She had stepped into a war with rules she didn't know.
And the shadows weren't just offshore.
They were right outside her door.
A faint sound echoed from the vent behind her desk.
Metal scraping. Slow. Deliberate.
She wasn't alone.
And whatever - or whoever - was out there, had been waiting.
The red dot of a laser traced along the floor, pausing at her feet.
Sharon swallowed.
The war had only just begun.
Chapter 9 – THE HANDLER'S WARNING
The car hummed silently along the city streets. Sharon sat rigid, fingers clasped over her purse, eyes darting to the reflections in the tinted windows.
James Barnett didn't speak. Not yet.
She knew exactly why she was here.
The gala had been a test. The sniper. The red dot. The emails. The Zurich ledgers.
And now, James wanted a debrief.
He finally spoke. Calm. Controlled.
"You survived."
"Barely," Sharon muttered.
James didn't flinch. "Barely implies weakness. You were adequate."
Sharon's pulse hitched. Adequate. Not competent. Not perfect. Adequate.
He tapped the dashboard. A soft metallic click. Sharon had noticed it in the penthouse before. Someone always watching.
"Listen carefully," he said. "There are rules."
She met his eyes.
"I know the rules," she said cautiously.
"No. You think you know the rules. Let me remind you." He leaned closer. "Stay visible. Stay smiling. Ask no questions. Ever."
"Questions... are part of survival," she said.
He didn't respond immediately. He studied her like she was a puzzle. Then, almost casually:
"Not in this environment. Questions get people killed."
Sharon swallowed hard.
"You've seen what happens when someone deviates," James continued. "CFO dead. Penthouse attack. The leaks you discovered-don't exist officially. They never happened. You are an illusion. A proxy. And a proxy's life is expendable."
Her stomach turned.
"Expendable?" she whispered.
He nodded. "Yes. Your job isn't to understand. It's to perform. Smile. Nod. Deflect. Survive the optics."
The word "optics" echoed in her skull.
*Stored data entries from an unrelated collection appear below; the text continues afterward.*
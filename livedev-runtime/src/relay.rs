//! Forwarding Live's log lines to the console.

use std::path::{Path, PathBuf};
use std::sync::atomic::{AtomicBool, AtomicU64, Ordering};
use std::sync::Arc;

use colored::Colorize;
use livedev_core::ScriptName;

/// A log line accepted for display.
#[derive(Debug, Clone, PartialEq, Eq)]
pub enum RelayedLine {
    /// The line mentions the script being developed.
    Highlighted(String),
    Plain(String),
}

impl RelayedLine {
    pub fn text(&self) -> &str {
        match self {
            RelayedLine::Highlighted(line) | RelayedLine::Plain(line) => line,
        }
    }

    pub fn render(&self) -> String {
        match self {
            RelayedLine::Highlighted(line) => line.blue().to_string(),
            RelayedLine::Plain(line) => line.clone(),
        }
    }
}

/// Decides which log lines reach the console and how they look.
///
/// Clones share one pause state, so a sync cycle holding a [`PauseGuard`]
/// silences the tail task until the guard drops. Each drop also records a
/// [`Resume`] so the tail can skip whatever was written during the pause.
#[derive(Debug, Clone)]
pub struct LogRelay {
    pause: Arc<PauseState>,
    log_file: Option<Arc<PathBuf>>,
    pattern: String,
}

#[derive(Debug, Default)]
struct PauseState {
    paused: AtomicBool,
    resumes: AtomicU64,
    /// Log length when the last pause ended; `u64::MAX` when unknown.
    resume_offset: AtomicU64,
}

/// Where relaying picks up after the most recent pause.
#[derive(Debug, Clone, Copy, PartialEq, Eq)]
pub struct Resume {
    /// Increments once per dropped [`PauseGuard`].
    pub epoch: u64,
    /// Log length at the moment the pause ended, when the log was readable.
    pub offset: Option<u64>,
}

impl LogRelay {
    pub fn new(script: &ScriptName) -> Self {
        Self {
            pause: Arc::new(PauseState::default()),
            log_file: None,
            pattern: script.as_str().to_string(),
        }
    }

    /// Record the length of `path` whenever a pause ends.
    pub fn with_log_file(mut self, path: impl Into<PathBuf>) -> Self {
        self.log_file = Some(Arc::new(path.into()));
        self
    }

    pub fn is_paused(&self) -> bool {
        self.pause.paused.load(Ordering::SeqCst)
    }

    pub fn resume(&self) -> Resume {
        let epoch = self.pause.resumes.load(Ordering::SeqCst);
        let offset = self.pause.resume_offset.load(Ordering::SeqCst);
        Resume {
            epoch,
            offset: (offset != u64::MAX).then_some(offset),
        }
    }

    /// Suppress relaying until the returned guard is dropped.
    pub fn pause(&self) -> PauseGuard {
        self.pause.paused.store(true, Ordering::SeqCst);
        PauseGuard {
            pause: Arc::clone(&self.pause),
            log_file: self.log_file.clone(),
        }
    }

    /// `None` while paused; otherwise the line, highlighted when it contains
    /// the script name.
    pub fn relay(&self, line: &str) -> Option<RelayedLine> {
        if self.is_paused() {
            return None;
        }
        if !self.pattern.is_empty() && line.contains(&self.pattern) {
            Some(RelayedLine::Highlighted(line.to_string()))
        } else {
            Some(RelayedLine::Plain(line.to_string()))
        }
    }
}

/// Clears the relay's pause flag on drop, including on early error returns.
#[derive(Debug)]
pub struct PauseGuard {
    pause: Arc<PauseState>,
    log_file: Option<Arc<PathBuf>>,
}

impl Drop for PauseGuard {
    fn drop(&mut self) {
        let offset = self
            .log_file
            .as_deref()
            .and_then(|path| log_len(path))
            .unwrap_or(u64::MAX);
        // Offset first: a reader that sees the new epoch must see its offset.
        self.pause.resume_offset.store(offset, Ordering::SeqCst);
        self.pause.resumes.fetch_add(1, Ordering::SeqCst);
        self.pause.paused.store(false, Ordering::SeqCst);
    }
}

fn log_len(path: &Path) -> Option<u64> {
    match std::fs::metadata(path) {
        Ok(meta) => Some(meta.len()),
        Err(err) if err.kind() == std::io::ErrorKind::NotFound => Some(0),
        Err(_) => None,
    }
}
Perform. Pretend. Be invisible in plain sight.
"Why me?" she asked, voice tight.
"You were... suitable," James said. "Not just for Georgia's look. For adaptability. Instinct. You survive in environments most people die in. That's why you're still alive."
Sharon's jaw clenched.
"So you pick people like me to act as human shields?"
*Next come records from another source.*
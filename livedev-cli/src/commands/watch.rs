//! `livedev watch`: sync, restart and relay on every change.

use std::path::{Path, PathBuf};

use anyhow::{Context, Result};
use clap::Args;
use livedev_runtime::{ensure_macos, start_blocking, WatchOptions};

use super::{current_dir, home_dir, prepare_session};

/// Arguments for `livedev watch`.
#[derive(Args, Debug)]
pub struct WatchArgs {
    /// Path to the Live application bundle, e.g.
    /// "/Applications/Ableton Live 12 Standard.app".
    #[arg(long = "livePath", alias = "live-path", value_name = "PATH")]
    pub live_path: Option<PathBuf>,

    /// Live set to open after every restart; `~` expands to the home directory.
    #[arg(long = "liveSet", alias = "live-set", value_name = "PATH")]
    pub live_set: Option<PathBuf>,

    /// Script name; defaults to the current directory's name.
    #[arg(long)]
    pub name: Option<String>,
}

impl WatchArgs {
    pub fn run(self) -> Result<()> {
        let home = home_dir()?;
        let options = WatchOptions {
            working_dir: current_dir()?,
            live_path: self.live_path,
            live_set: self.live_set.map(|set| expand_tilde(&set, &home)),
            name: self.name,
        };

        let session = prepare_session(options)?;
        ensure_macos()?;
        start_blocking(session).context("watch exited with error")
    }
}

/// Replace a leading `~` component with `home`.
fn expand_tilde(path: &Path, home: &Path) -> PathBuf {
    match path.strip_prefix("~") {
        Ok(rest) => home.join(rest),
        Err(_) => path.to_path_buf(),
    }
}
"Yes," he replied evenly. "And human signals. You will never forget that. Everything you do is calculated for their consumption. Board members, press, shareholders-everyone consumes your performance. You are the story they believe. That's all."
She wanted to scream. To reject it. To refuse. But she knew one thing: refusing would end her.
James reached into the leather briefcase on the seat beside him. He pulled out a small card. Minimalistic. Metallic edges. Smooth. Heavy.
"Consider this your lifeline," he said. "Call it only in emergencies. Do not share it. And never-ever-call without my explicit approval."
Sharon took it reluctantly. It felt cold in her hand.
"Emergency?" she asked.
James leaned back, eyes sharp. "If someone tries to kill you. If someone identifies you as a decoy. If real Georgia Laurent makes a move against you... that counts as an emergency."
Sharon felt a chill.
Real Georgia.
She had no idea where the heiress was. Alive. Or dead. But James' words made it clear: if Georgia surfaced... Sharon might be next.
"And," James added, "the media frenzy will be your weapon and your executioner. Smile. Be visible. Ask nothing. React like Georgia. Otherwise, they will consume you."
Sharon's hands clenched.
"React like Georgia..." she muttered.
"Yes," he said. "Because that's what you are now. You are her. Not me. Not yourself. Her. Every movement. Every inflection. Every blink. Everything is Georgia Laurent. Understand?"
"Yes," she said. Truthfully, fear prickled along her spine.
James leaned back, satisfied. "Good. Tonight, there will be another gala. A donor dinner. You will attend. Observe. Smile. Remain visible. No questions. Not to the board. Not to the press. Not to me."
Sharon swallowed hard.
"Understood," she whispered.
The rest of the ride was silence.
Sharon stared at the city lights reflecting off the glass. She was a shadow inside a shadow. A puppet. And James Barnett held the strings.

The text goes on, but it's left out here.